Songin was different from most guys in the young league. He was 36 years old. He’d spent the past several seasons playing semipro ball and, before that, had helped the CFL’s Hamilton Tiger-Cats win the 1953 Grey Cup. (His NFL chances — the Browns drafted him 247th overall in 1950 — had been hurt by a knee injury suffered in a college all-star game.)

Songin football cardSongin, a local legend who grew up in Walpole, was able to pull off the “double grid duty” because the Patriots played their home games on Friday nights. Marian, on the other hand, usually teed it up on Sundays.
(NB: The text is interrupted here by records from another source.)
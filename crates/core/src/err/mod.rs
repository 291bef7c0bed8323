use core::fmt;

use thiserror::Error;

use crate::expr::NodeId;

/// An error originating from rewriting, evaluating or executing a query.
#[derive(Error, Debug)]
#[non_exhaustive]
pub enum Error {
	/// The library encountered unreachable logic
	#[error("Encountered unreachable logic: {0}")]
	Unreachable(String),

	/// A chunk must hold at least one value
	#[error("The chunk size must be greater than zero")]
	InvalidChunkSize,

	/// The query does not contain the membership predicate
	#[error("A `{name}` predicate is required but none was found in the query")]
	MissingTargetPredicate {
		name: String,
	},

	/// The query contains more than one membership predicate
	#[error(
		"Found {count} `{name}` predicates in the query but only one can be chunked. Select the target predicate explicitly"
	)]
	AmbiguousTargetPredicate {
		name: String,
		count: usize,
	},

	/// The selected node is not one of the membership predicates in the query
	#[error("The node {node} is not a `{name}` predicate of the query")]
	TargetNotFound {
		node: NodeId,
		name: String,
	},

	/// The membership predicate does not have both a set and a value operand
	#[error("The `{name}` predicate at node {node} must have a set operand and a value operand")]
	MalformedPredicate {
		node: NodeId,
		name: String,
	},

	/// An expression which must be closed references its surrounding context
	#[error("Expected a closed expression, but found a reference to the {kind} `{name}`")]
	NotClosed {
		kind: &'static str,
		name: String,
	},

	/// The membership set did not evaluate to an array
	#[error("Expected the membership set to evaluate to an array, but found {found}")]
	NotASet {
		found: String,
	},

	/// A lambda was evaluated without being applied to arguments
	#[error("A lambda can only be evaluated by applying it to arguments")]
	Unevaluable,

	/// The called function is not known
	#[error("The function `{0}` does not exist")]
	UnknownFunction(String),

	/// The operands of an operator or function call were not valid
	#[error("Invalid operands for `{op}`: {message}")]
	InvalidOperands {
		op: String,
		message: String,
	},

	/// The node handle does not exist in the expression arena
	#[error("The node {0} does not exist in the expression arena")]
	InvalidNode(NodeId),

	/// A lambda variable was referenced outside of its lambda
	#[error("The variable `{0}` is not bound")]
	UnboundVariable(String),

	/// A slot was not bound for the current execution
	#[error("The slot `{0}` is not bound for this execution")]
	UnboundSlot(String),

	/// The table does not exist in the provider
	#[error("The table `{0}` does not exist")]
	TableNotFound(String),

	/// The provider does not know how to execute the query operation
	#[error("The operation `{0}` is not supported by this provider")]
	UnsupportedOperation(String),

	/// The query is not shaped as a pipeline the provider can execute
	#[error("Invalid query pipeline: {0}")]
	InvalidPipeline(String),

	/// The membership set exceeds the cardinality limit of the provider
	#[error("The membership set contains {size} values, exceeding the limit of {max}")]
	SetTooLarge {
		size: usize,
		max: usize,
	},
}

impl Error {
	#[track_caller]
	pub fn unreachable<T: fmt::Display>(message: T) -> Error {
		let location = std::panic::Location::caller();
		let message = format!("{}:{}: {}", location.file(), location.line(), message);
		Error::Unreachable(message)
	}

	/// Check if this error was raised before any execution could take place,
	/// because the query does not have the shape required for chunking
	pub fn is_structural(&self) -> bool {
		matches!(
			self,
			Error::InvalidChunkSize
				| Error::MissingTargetPredicate { .. }
				| Error::AmbiguousTargetPredicate { .. }
				| Error::TargetNotFound { .. }
				| Error::MalformedPredicate { .. }
		)
	}
}

impl From<Error> for String {
	fn from(e: Error) -> String {
		e.to_string()
	}
}
//! A reference [`QueryProvider`] which executes query pipelines over
//! in-memory tables.
//!
//! A pipeline is a chain of method calls on a table:
//!
//! ```text
//! person.filter(|p| p.age >= 18).map(|p| p.name).skip(10).take(5)
//! ```

use std::collections::HashMap;
use std::sync::atomic::{AtomicUsize, Ordering};

use anyhow::{Result, bail, ensure};

use crate::cnf::MEMORY_MAX_SET_SIZE;
use crate::dbs::{Bindings, QueryProvider};
use crate::err::Error;
use crate::expr::display::Render;
use crate::expr::eval::{Evaluator, Scope, evaluate_closed};
use crate::expr::{Expr, NodeId, Query};
use crate::val::{Number, Value};

const TARGET: &str = "chunkq::mem";

/// A single step of a pipeline
#[derive(Clone, Copy, Debug, PartialEq, Eq)]
pub enum Stage {
	/// Keep the rows for which the lambda is truthy
	Filter(NodeId),
	/// Replace each row with the result of the lambda
	Map(NodeId),
	Take(usize),
	Skip(usize),
}

/// A validated pipeline, ready to be executed
#[derive(Clone, Debug)]
pub struct MemoryPlan {
	query: Query,
	source: String,
	stages: Vec<Stage>,
}

impl MemoryPlan {
	/// The table the pipeline reads from
	pub fn source(&self) -> &str {
		&self.source
	}

	/// The stages of the pipeline, in execution order
	pub fn stages(&self) -> &[Stage] {
		&self.stages
	}
}

/// Named tables of rows, queried through [`QueryProvider`].
#[derive(Debug)]
pub struct MemoryProvider {
	tables: HashMap<String, Vec<Value>>,
	max_set_size: Option<usize>,
	membership: Option<String>,
	executions: AtomicUsize,
}

impl Default for MemoryProvider {
	fn default() -> Self {
		Self::new()
	}
}

impl MemoryProvider {
	/// An empty provider, limiting membership sets to `CHUNKQ_MEMORY_MAX_SET_SIZE`
	pub fn new() -> Self {
		Self {
			tables: HashMap::new(),
			max_set_size: match *MEMORY_MAX_SET_SIZE {
				0 => None,
				max => Some(max),
			},
			membership: None,
			executions: AtomicUsize::new(0),
		}
	}

	pub fn with_table<V: Into<Value>>(
		mut self,
		name: impl Into<String>,
		rows: impl IntoIterator<Item = V>,
	) -> Self {
		self.insert(name, rows);
		self
	}

	/// Append rows to a table, creating it if needed
	pub fn insert<V: Into<Value>>(&mut self, name: impl Into<String>, rows: impl IntoIterator<Item = V>) {
		self.tables.entry(name.into()).or_default().extend(rows.into_iter().map(Into::into));
	}

	/// Reject membership tests against sets larger than `max`
	pub fn with_max_set_size(mut self, max: Option<usize>) -> Self {
		self.max_set_size = max;
		self
	}

	/// Evaluate calls named `name` as membership tests, in addition to
	/// `contains` and `CHUNKQ_MEMBERSHIP_OPERATION`
	pub fn with_membership(mut self, name: impl Into<String>) -> Self {
		self.membership = Some(name.into());
		self
	}

	pub fn max_set_size(&self) -> Option<usize> {
		self.max_set_size
	}

	pub fn table(&self, name: &str) -> Option<&[Value]> {
		self.tables.get(name).map(Vec::as_slice)
	}

	/// The number of executions so far
	pub fn executions(&self) -> usize {
		self.executions.load(Ordering::Relaxed)
	}

	fn rows(&self, name: &str) -> Result<&[Value]> {
		self.table(name).ok_or_else(|| Error::TableNotFound(name.to_owned()).into())
	}

	/// Parse the stage of a pipeline call
	fn stage(query: &Query, name: &str, args: &[NodeId]) -> Result<Stage> {
		let arg = match args {
			[arg] => *arg,
			_ => bail!(Error::InvalidPipeline(format!(
				"{name} expects a single argument, but found {}",
				args.len()
			))),
		};
		match name {
			"filter" => Self::lambda(query, name, arg).map(Stage::Filter),
			"map" => Self::lambda(query, name, arg).map(Stage::Map),
			"take" => Self::count(query, name, arg).map(Stage::Take),
			"skip" => Self::count(query, name, arg).map(Stage::Skip),
			_ => bail!(Error::UnsupportedOperation(name.to_owned())),
		}
	}

	fn lambda(query: &Query, name: &str, arg: NodeId) -> Result<NodeId> {
		match query.node(arg)? {
			Expr::Lambda {
				params,
				..
			} if params.len() == 1 => Ok(arg),
			_ => bail!(Error::InvalidPipeline(format!(
				"{name} expects a lambda of one parameter, but found `{}`",
				Render::new(query.arena(), arg)
			))),
		}
	}

	fn count(query: &Query, name: &str, arg: NodeId) -> Result<usize> {
		match evaluate_closed(query.arena(), arg)? {
			Value::Number(Number::Int(n)) if n >= 0 => Ok(n as usize),
			other => bail!(Error::InvalidPipeline(format!(
				"{name} expects a non-negative integer, but found {other}"
			))),
		}
	}
}

impl QueryProvider for MemoryProvider {
	type Row = Value;
	type Plan = MemoryPlan;

	fn prepare(&self, query: &Query) -> Result<MemoryPlan> {
		let mut stages = Vec::new();
		let mut id = query.root();
		// Walk the method chain down to its source table
		let source = loop {
			match query.node(id)? {
				Expr::Table(name) => break name.clone(),
				Expr::Call {
					name,
					receiver: Some(receiver),
					args,
				} => {
					stages.push(Self::stage(query, name, args)?);
					id = *receiver;
				}
				other => bail!(Error::InvalidPipeline(format!(
					"expected a table or a method call, but found a {}",
					other.kind()
				))),
			}
		};
		ensure!(self.tables.contains_key(&source), Error::TableNotFound(source));
		stages.reverse();
		trace!(target: TARGET, query = %query, stages = stages.len(), "Prepared pipeline");
		Ok(MemoryPlan {
			query: query.clone(),
			source,
			stages,
		})
	}

	fn execute(&self, plan: &MemoryPlan, bindings: &Bindings<'_>) -> Result<Vec<Value>> {
		self.executions.fetch_add(1, Ordering::Relaxed);
		let evaluator = Evaluator::new(plan.query.arena())
			.with_bindings(bindings.clone())
			.with_max_set_size(self.max_set_size)
			.with_membership(self.membership.as_deref());
		let scope = Scope::new();
		let mut rows = self.rows(&plan.source)?.to_vec();
		for stage in &plan.stages {
			rows = match *stage {
				Stage::Filter(lambda) => {
					let mut kept = Vec::with_capacity(rows.len());
					for row in rows {
						if evaluator.apply(lambda, vec![row.clone()], &scope)?.is_truthy() {
							kept.push(row);
						}
					}
					kept
				}
				Stage::Map(lambda) => rows
					.into_iter()
					.map(|row| evaluator.apply(lambda, vec![row], &scope))
					.collect::<Result<_>>()?,
				Stage::Take(n) => {
					rows.truncate(n);
					rows
				}
				Stage::Skip(n) => rows.into_iter().skip(n).collect(),
			};
		}
		debug!(target: TARGET, table = %plan.source, slots = bindings.len(), rows = rows.len(), "Executed pipeline");
		Ok(rows)
	}
}

#[cfg(test)]
mod tests {
	use serde_json::json;
	use test_log::test;

	use super::*;
	use crate::expr::{BinaryOperator, QueryBuilder};

	fn people() -> MemoryProvider {
		MemoryProvider::new().with_table(
			"person",
			[
				json!({ "id": 1, "name": "Tobie", "age": 35 }),
				json!({ "id": 2, "name": "Jaime", "age": 17 }),
				json!({ "id": 3, "name": "Emmanuel", "age": 42 }),
				json!({ "id": 4, "name": "Micha", "age": 12 }),
			],
		)
	}

	/// `person.filter(|p| p.age >= 18).map(|p| p.name)`
	fn adults() -> Query {
		let mut b = QueryBuilder::new();
		let person = b.table("person");
		let p = b.var("p");
		let age = b.member(p, "age");
		let eighteen = b.literal(18);
		let adult = b.binary(age, BinaryOperator::MoreThanEqual, eighteen);
		let is_adult = b.lambda(["p"], adult);
		let filter = b.method(person, "filter", [is_adult]);
		let p = b.var("p");
		let name = b.member(p, "name");
		let to_name = b.lambda(["p"], name);
		let root = b.method(filter, "map", [to_name]);
		b.build(root)
	}

	#[test]
	fn filter_and_map() {
		let provider = people();
		let rows = provider.bind(adults()).to_vec().unwrap();
		assert_eq!(rows, vec![Value::from("Tobie"), Value::from("Emmanuel")]);
		assert_eq!(provider.executions(), 1);
	}

	#[test]
	fn prepare_orders_stages_from_the_source() {
		let mut b = QueryBuilder::new();
		let person = b.table("person");
		let one = b.literal(1);
		let skip = b.method(person, "skip", [one]);
		let two = b.literal(2);
		let take = b.method(skip, "take", [two]);
		let query = b.build(take);
		let provider = people();
		let plan = provider.prepare(&query).unwrap();
		assert_eq!(plan.source(), "person");
		assert_eq!(plan.stages(), &[Stage::Skip(1), Stage::Take(2)]);
		let rows = provider.execute(&plan, &Bindings::new()).unwrap();
		let ids: Vec<Value> = rows.iter().map(|r| r.pick("id")).collect();
		assert_eq!(ids, vec![Value::from(2), Value::from(3)]);
	}

	#[test]
	fn unknown_table() {
		let mut b = QueryBuilder::new();
		let root = b.table("animal");
		let err = people().prepare(&b.build(root)).unwrap_err();
		assert!(matches!(err.downcast_ref(), Some(Error::TableNotFound(name)) if name == "animal"));
	}

	#[test]
	fn unsupported_operation() {
		let mut b = QueryBuilder::new();
		let person = b.table("person");
		let field = b.literal("age");
		let root = b.method(person, "sort", [field]);
		let err = people().prepare(&b.build(root)).unwrap_err();
		assert!(matches!(err.downcast_ref(), Some(Error::UnsupportedOperation(op)) if op == "sort"));
	}

	#[test]
	fn invalid_pipelines() {
		let provider = people();
		// A literal is not a pipeline
		let mut b = QueryBuilder::new();
		let root = b.literal(1);
		let err = provider.prepare(&b.build(root)).unwrap_err();
		assert!(matches!(err.downcast_ref(), Some(Error::InvalidPipeline(_))));
		// A filter needs a lambda
		let mut b = QueryBuilder::new();
		let person = b.table("person");
		let yes = b.literal(true);
		let root = b.method(person, "filter", [yes]);
		let err = provider.prepare(&b.build(root)).unwrap_err();
		assert_eq!(
			err.to_string(),
			"Invalid query pipeline: filter expects a lambda of one parameter, but found `true`"
		);
		// A negative count
		let mut b = QueryBuilder::new();
		let person = b.table("person");
		let neg = b.literal(-1);
		let root = b.method(person, "take", [neg]);
		let err = provider.prepare(&b.build(root)).unwrap_err();
		assert!(matches!(err.downcast_ref(), Some(Error::InvalidPipeline(_))));
	}

	/// `person.filter(|p| contains(:ids, p.id))`
	fn by_slot() -> Query {
		let mut b = QueryBuilder::new();
		let person = b.table("person");
		let ids = b.slot("ids");
		let p = b.var("p");
		let id = b.member(p, "id");
		let contains = b.function("contains", [ids, id]);
		let filter = b.lambda(["p"], contains);
		let root = b.method(person, "filter", [filter]);
		b.build(root)
	}

	#[test]
	fn slots_are_read_from_the_bindings() {
		let provider = people();
		let plan = provider.prepare(&by_slot()).unwrap();
		let ids = [Value::from(3), Value::from(1)];
		let rows = provider.execute(&plan, &Bindings::new().with("ids", &ids)).unwrap();
		let names: Vec<Value> = rows.iter().map(|r| r.pick("name")).collect();
		assert_eq!(names, vec![Value::from("Tobie"), Value::from("Emmanuel")]);
		// Executing again without a binding fails
		let err = provider.execute(&plan, &Bindings::new()).unwrap_err();
		assert!(matches!(err.downcast_ref(), Some(Error::UnboundSlot(name)) if name == "ids"));
		assert_eq!(provider.executions(), 2);
	}

	#[test]
	fn set_size_limit() {
		let provider = people().with_max_set_size(Some(2));
		let plan = provider.prepare(&by_slot()).unwrap();
		let ids = [Value::from(1), Value::from(2)];
		assert_eq!(provider.execute(&plan, &Bindings::new().with("ids", &ids)).unwrap().len(), 2);
		let ids = [Value::from(1), Value::from(2), Value::from(3)];
		let err = provider.execute(&plan, &Bindings::new().with("ids", &ids)).unwrap_err();
		assert!(matches!(
			err.downcast_ref(),
			Some(Error::SetTooLarge {
				size: 3,
				max: 2
			})
		));
	}

	#[test]
	fn tables_can_grow() {
		let mut provider = people();
		provider.insert("person", [json!({ "id": 5, "name": "Rushmore", "age": 90 })]);
		assert_eq!(provider.table("person").map(<[Value]>::len), Some(5));
		let rows = provider.bind(adults()).to_vec().unwrap();
		assert_eq!(rows.len(), 3);
	}
}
He’d work out with the Pats in the morning, then drive to Framingham and run practice after school.

“The only let-up, if that is the word, Songin will get is when the Patriots are on the road,” the Globe reported. “Then he will be spelled at Marian by John Ferri, former U. of Mass. back and Westwood coach. Also on deck will be Roger Smith, in his third year as line coach at Marian.”

As it turned out, Songin had a better year at Marian than he did with the Patriots. His high school team went 6-2 and shared the Catholic League title. The Pats, meanwhile, lost their final four games and wound up last in the Eastern Division at 5-9 — not that their quarterback was to blame. Butch actually had a fine season, posting the second-best passer rating in the league (70.9) and throwing for 22 touchdowns.

The high point for him came in mid-November. Check out his game-by-game:

● Nov. 11 — Completes 19 of 34 passes for 234 yards, with three TDs and no interceptions (rating: 106.7) in a 38-21 win over Sammy Baugh’s New York Titans.

● Nov. 13 — Marian beats Columbus, 22-8.

● Nov. 18 — Goes 25 for 35 for 220 yards, again with three TDs and no picks (rating (116.4), in a 42-14 victory over Hank Stram’s Dallas Texans.

● Nov. 20 – Marian defeats St. Columbkille, 16-6.

How’s that for a 10-day stretch?

After the season, it came out that Songin had suffered a pinched neck nerve in the fifth game and, to stay in the lineup, “took secret treatments for the ailment” the last two months. “I’ll get another treatment,” he told The Associated Press, “rest a few days and then back to work as a probation officer in Wrentham and hockey coach at Marian High.”

Oops, almost forgot: Songin coached high school hockey, too. Indeed, he was an All-American at BC and led the Eagles to the 1948 Frozen Four.

Remember that when Super Bowl 49 is over — and Tom Brady goes off to wherever Tom Brady goes off to. Butch Songin, their first quarterback, went off to coach hockey at Marian High. But only after he’d coached their football team first.